After Replacing Mobo: PC Powers On but No Display Signals, and Keyboard LEDs are Flashing

UncleAJ

Commendable
Jul 4, 2016
3
0
1,520
When searching the web for the issues that plagued me today in as many descriptive ways as possible, this forum popped up the most. Ya'll must have a good reputation! Well I tried to avoid resorting to making a thread, but I'm on my 12th straight hour of troubleshooting and have given up my entire July 4th holiday... I'm tapping out.

I wanted to upgrade my CPU from an i7 2700k to an i7 6700k, The current mobo (ASUS Sabretooth P67) didn't have the right socket. Picked up an ASUS Z170-E and some new GDDR4 RAM (Two 8GB Ballistix sticks) from a local Micro Center. I set aside today for the mobo replacement process.

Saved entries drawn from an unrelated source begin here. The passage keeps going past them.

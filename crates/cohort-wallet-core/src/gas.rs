//! Gas re-pricing before signing
//!
//! Two bundler reads: the fee tiers, then a gas estimate for the operation
//! carrying an all-zero placeholder signature of the final combined length.
//! A missing tier or field leaves the operation's previous value in place.

use crate::account::UserOperation;
use crate::bundler::{Bundler, BundlerFormatAdapter, GasEstimate, GasPriceTiers};
use crate::chain::parse_hex_u256;
use crate::Result;
use alloy_primitives::{Address, U256};
use std::sync::Arc;
use tracing::{debug, instrument, warn};

/// Extra verification gas, in percent of the estimate, for checking a
/// concatenated multi-party signature
pub const VERIFICATION_GAS_MARGIN_PERCENT: u64 = 50;

/// Re-prices operations from bundler oracles
#[derive(Clone)]
pub struct GasEstimationOptimizer {
    bundler: Arc<dyn Bundler>,
    entry_point: Address,
    threshold: usize,
}

impl GasEstimationOptimizer {
    pub fn new(bundler: Arc<dyn Bundler>, entry_point: Address, threshold: usize) -> Self {
        Self {
            bundler,
            entry_point,
            threshold,
        }
    }

    /// Apply fast-tier fees and estimated limits to `operation` in place
    #[instrument(skip(self, operation), fields(sender = %operation.sender()))]
    pub async fn optimize(&self, operation: &mut UserOperation) -> Result<()> {
        let tiers = self.bundler.gas_price().await?;
        apply_fee_tiers(operation, &tiers);

        let placeholder = BundlerFormatAdapter::to_rpc_placeholder(operation, self.threshold)?;
        let estimate = self
            .bundler
            .estimate_gas(&placeholder, self.entry_point)
            .await?;
        apply_estimate(operation, &estimate);

        debug!(
            call_gas_limit = %operation.call_gas_limit(),
            verification_gas_limit = %operation.verification_gas_limit(),
            pre_verification_gas = %operation.pre_verification_gas(),
            max_fee_per_gas = %operation.max_fee_per_gas(),
            max_priority_fee_per_gas = %operation.max_priority_fee_per_gas(),
            "Re-priced operation"
        );
        Ok(())
    }
}

impl std::fmt::Debug for GasEstimationOptimizer {
    fn fmt(&self, f: &mut std::fmt::Formatter<'_>) -> std::fmt::Result {
        f.debug_struct("GasEstimationOptimizer")
            .field("entry_point", &self.entry_point)
            .field("threshold", &self.threshold)
            .finish()
    }
}

/// Apply the `fast` tier's fee caps
pub fn apply_fee_tiers(operation: &mut UserOperation, tiers: &GasPriceTiers) {
    let Some(fast) = &tiers.fast else {
        warn!("Gas price response has no fast tier; keeping current fees");
        return;
    };

    if let Some(value) = quantity_field("maxFeePerGas", fast.max_fee_per_gas.as_ref()) {
        operation.set_max_fee_per_gas(value);
    }
    if let Some(value) = quantity_field(
        "maxPriorityFeePerGas",
        fast.max_priority_fee_per_gas.as_ref(),
    ) {
        operation.set_max_priority_fee_per_gas(value);
    }
}

/// Apply an estimate: call and pre-verification gas as-is, verification
/// gas with the safety margin
pub fn apply_estimate(operation: &mut UserOperation, estimate: &GasEstimate) {
    if let Some(value) = quantity_field("callGasLimit", estimate.call_gas_limit.as_ref()) {
        operation.set_call_gas_limit(value);
    }
    if let Some(value) = quantity_field(
        "preVerificationGas",
        estimate.pre_verification_gas.as_ref(),
    ) {
        operation.set_pre_verification_gas(value);
    }
    if let Some(value) = quantity_field(
        "verificationGasLimit",
        estimate.verification_gas_limit.as_ref(),
    ) {
        operation.set_verification_gas_limit(with_verification_margin(value));
    }
}

/// `value * 1.5`, in integer arithmetic, saturating at `U256::MAX`
pub fn with_verification_margin(value: U256) -> U256 {
    let percent = U256::from(VERIFICATION_GAS_MARGIN_PERCENT);
    let hundred = U256::from(100u64);
    // floor(v * p / 100) without forming v * p
    let margin = (value / hundred) * percent + (value % hundred) * percent / hundred;
    value.saturating_add(margin)
}

/// Read a hex-string or numeric quantity; unusable values are skipped
fn quantity_field(name: &str, value: Option<&serde_json::Value>) -> Option<U256> {
    match value? {
        serde_json::Value::String(s) => match parse_hex_u256(s) {
            Ok(v) => Some(v),
            Err(e) => {
                warn!(field = name, value = %s, error = %e, "Ignoring unparseable gas field");
                None
            }
        },
        serde_json::Value::Number(n) => match n.as_u64() {
            Some(v) => Some(U256::from(v)),
            None => {
                warn!(field = name, value = %n, "Ignoring non-integer gas field");
                None
            }
        },
        serde_json::Value::Null => None,
        other => {
            warn!(field = name, value = %other, "Ignoring unexpected gas field");
            None
        }
    }
}
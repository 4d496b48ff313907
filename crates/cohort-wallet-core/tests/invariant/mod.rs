//! Invariant tests module
//!
//! This module contains tests that verify critical invariants:
//! - Combined signature length
//! - Session key freshness
//! - Sender binding of signed operations

pub mod signing_invariant;
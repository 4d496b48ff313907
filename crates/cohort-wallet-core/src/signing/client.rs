//! Encrypted signing-request transport

use super::gateway::{SigningBatch, SigningGateway};
use super::messages::{EncryptedSigningRequest, PROTOCOL_VERSION, SigningRequest};
use super::session::{SessionKeyPair, SessionSecrets};
use crate::account::UserOperation;
use crate::config::{AaVersion, WalletConfig};
use crate::types::SigningContext;
use crate::{Error, Result};
use alloy_primitives::Address;
use std::collections::BTreeMap;
use std::sync::Arc;
use tracing::{debug, info, instrument};
use uuid::Uuid;

/// Fixed parameters of every signing request
#[derive(Debug, Clone, Copy, PartialEq, Eq)]
pub struct SigningParams {
    pub cohort_id: u64,
    pub chain_id: u64,
    pub entry_point: Address,
    pub threshold: usize,
    pub aa_version: AaVersion,
}

impl SigningParams {
    pub fn from_config(config: &WalletConfig) -> Self {
        Self {
            cohort_id: config.cohort_id,
            chain_id: config.chain_id.0,
            entry_point: config.entry_point,
            threshold: config.threshold,
            aa_version: config.aa_version,
        }
    }

    /// Request payload for `operation` under `context`
    pub fn request_for(&self, operation: &UserOperation, context: &SigningContext) -> SigningRequest {
        SigningRequest {
            operation: operation.clone(),
            entry_point: self.entry_point,
            chain_id: self.chain_id,
            cohort_id: self.cohort_id,
            threshold: self.threshold,
            aa_version: self.aa_version,
            protocol_version: PROTOCOL_VERSION.to_string(),
            context: context.clone(),
        }
    }
}

/// Everything a round needs to aggregate its responses.
///
/// Owns the round's shared secrets; dropping it zeroizes them.
#[derive(Debug)]
pub struct RoundResponses {
    pub round_id: Uuid,
    pub secrets: SessionSecrets,
    /// Signer id (as sent by the gateway) -> base64 sealed response
    pub responses: BTreeMap<String, String>,
}

/// Sends one encrypted request per cohort member and collects the replies
#[derive(Clone)]
pub struct ThresholdSigningClient {
    gateway: Arc<dyn SigningGateway>,
    params: SigningParams,
}

impl ThresholdSigningClient {
    pub fn new(gateway: Arc<dyn SigningGateway>, params: SigningParams) -> Self {
        Self { gateway, params }
    }

    pub fn params(&self) -> &SigningParams {
        &self.params
    }

    /// Run the request half of a signing round.
    ///
    /// Fetches the cohort, seals the request for every member under a fresh
    /// session key and submits the batch. No retries: any failure aborts
    /// the round.
    #[instrument(skip(self, operation, context), fields(sender = %operation.sender()))]
    pub async fn request_signatures(
        &self,
        operation: &UserOperation,
        context: &SigningContext,
    ) -> Result<RoundResponses> {
        let round_id = Uuid::new_v4();
        let params = &self.params;

        let cohort = self
            .gateway
            .fetch_cohort(params.cohort_id, params.chain_id)
            .await?;
        if cohort.len() < params.threshold {
            return Err(Error::QuorumNotMet {
                required: params.threshold,
                actual: cohort.len(),
            });
        }
        debug!(%round_id, members = cohort.len(), "Fetched signing cohort");

        let keys = SessionKeyPair::generate().derive_for_cohort(&cohort);
        let plaintext = params.request_for(operation, context).to_bytes()?;

        let mut encrypted_signing_requests = BTreeMap::new();
        for (signer, secret) in keys.secrets.iter() {
            let sealed = EncryptedSigningRequest::seal(&plaintext, keys.requester, secret)?;
            encrypted_signing_requests.insert(signer.to_checksum(), sealed.to_base64());
        }

        let batch = SigningBatch {
            encrypted_signing_requests,
            threshold: params.threshold,
        };

        info!(
            %round_id,
            cohort_id = params.cohort_id,
            requests = batch.encrypted_signing_requests.len(),
            threshold = params.threshold,
            "Submitting encrypted signing requests"
        );

        let results = self.gateway.submit(&batch).await?;

        if results.has_errors() {
            return Err(Error::Gateway(format!(
                "gateway reported signing errors: {}",
                results.errors.unwrap_or_default()
            )));
        }

        let responses = results.encrypted_signature_responses.ok_or_else(|| {
            Error::NoSignatures("response has no encrypted_signature_responses".into())
        })?;
        if responses.is_empty() {
            return Err(Error::EmptyResponse);
        }

        debug!(%round_id, responses = responses.len(), "Received encrypted signature responses");

        Ok(RoundResponses {
            round_id,
            secrets: keys.secrets,
            responses,
        })
    }
}

impl std::fmt::Debug for ThresholdSigningClient {
    fn fmt(&self, f: &mut std::fmt::Formatter<'_>) -> std::fmt::Result {
        f.debug_struct("ThresholdSigningClient")
            .field("params", &self.params)
            .finish()
    }
}
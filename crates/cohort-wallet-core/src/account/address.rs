//! Counterfactual smart-account addresses
//!
//! Every user maps to one account address through CREATE2, whether or not
//! the account has been deployed yet.

use crate::types::keccak256_hash;
use crate::{Error, Result};
use alloy_primitives::{Address, B256, U256};
use serde::{Deserialize, Serialize};

/// Derives account addresses from stable user identifiers
#[derive(Debug, Clone, Copy, PartialEq, Eq, Serialize, Deserialize)]
pub struct AddressResolver {
    factory: Address,
    init_code_hash: B256,
}

impl AddressResolver {
    pub fn new(factory: Address, init_code_hash: B256) -> Self {
        Self {
            factory,
            init_code_hash,
        }
    }

    pub fn factory(&self) -> Address {
        self.factory
    }

    /// 32-byte CREATE2 salt for a user identifier
    pub fn salt_for(&self, user_id: &str) -> Result<B256> {
        Ok(B256::from(parse_identifier(user_id)?.to_be_bytes::<32>()))
    }

    /// Account address for a user identifier
    pub fn resolve(&self, user_id: &str) -> Result<Address> {
        let salt = self.salt_for(user_id)?;
        Ok(self.address_for_salt(&salt))
    }

    /// Account address for a user identifier, EIP-55 checksummed
    pub fn resolve_checksummed(&self, user_id: &str) -> Result<String> {
        Ok(self.resolve(user_id)?.to_checksum(None))
    }

    /// CREATE2: keccak256(0xff || factory || salt || initCodeHash)[12..]
    pub fn address_for_salt(&self, salt: &B256) -> Address {
        let mut preimage = Vec::with_capacity(1 + 20 + 32 + 32);
        preimage.push(0xff);
        preimage.extend_from_slice(self.factory.as_slice());
        preimage.extend_from_slice(salt.as_slice());
        preimage.extend_from_slice(self.init_code_hash.as_slice());

        let hash = keccak256_hash(&preimage);

        // Take last 20 bytes
        Address::from_slice(&hash[12..])
    }
}

/// Parse a user identifier as a non-negative decimal integer
pub fn parse_identifier(user_id: &str) -> Result<U256> {
    if user_id.is_empty() || !user_id.chars().all(|c| c.is_ascii_digit()) {
        return Err(Error::InvalidIdentifier(user_id.to_string()));
    }
    U256::from_str_radix(user_id, 10)
        .map_err(|e| Error::InvalidIdentifier(format!("{}: {}", user_id, e)))
}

I spent most of the day troubleshooting the PC failing to get to POST, but turns out I'm a dummy and completely missed the 2-pin connector for the main power button. So seeing the lights light up and the fans spin was huge progress for me. I walked out of Micro Center with a new PSU just on the CHANCE that my current PSU was to blame (despite the fact it worked perfectly fine this morning before I started this whole process), but I'll be returning it tomorrow.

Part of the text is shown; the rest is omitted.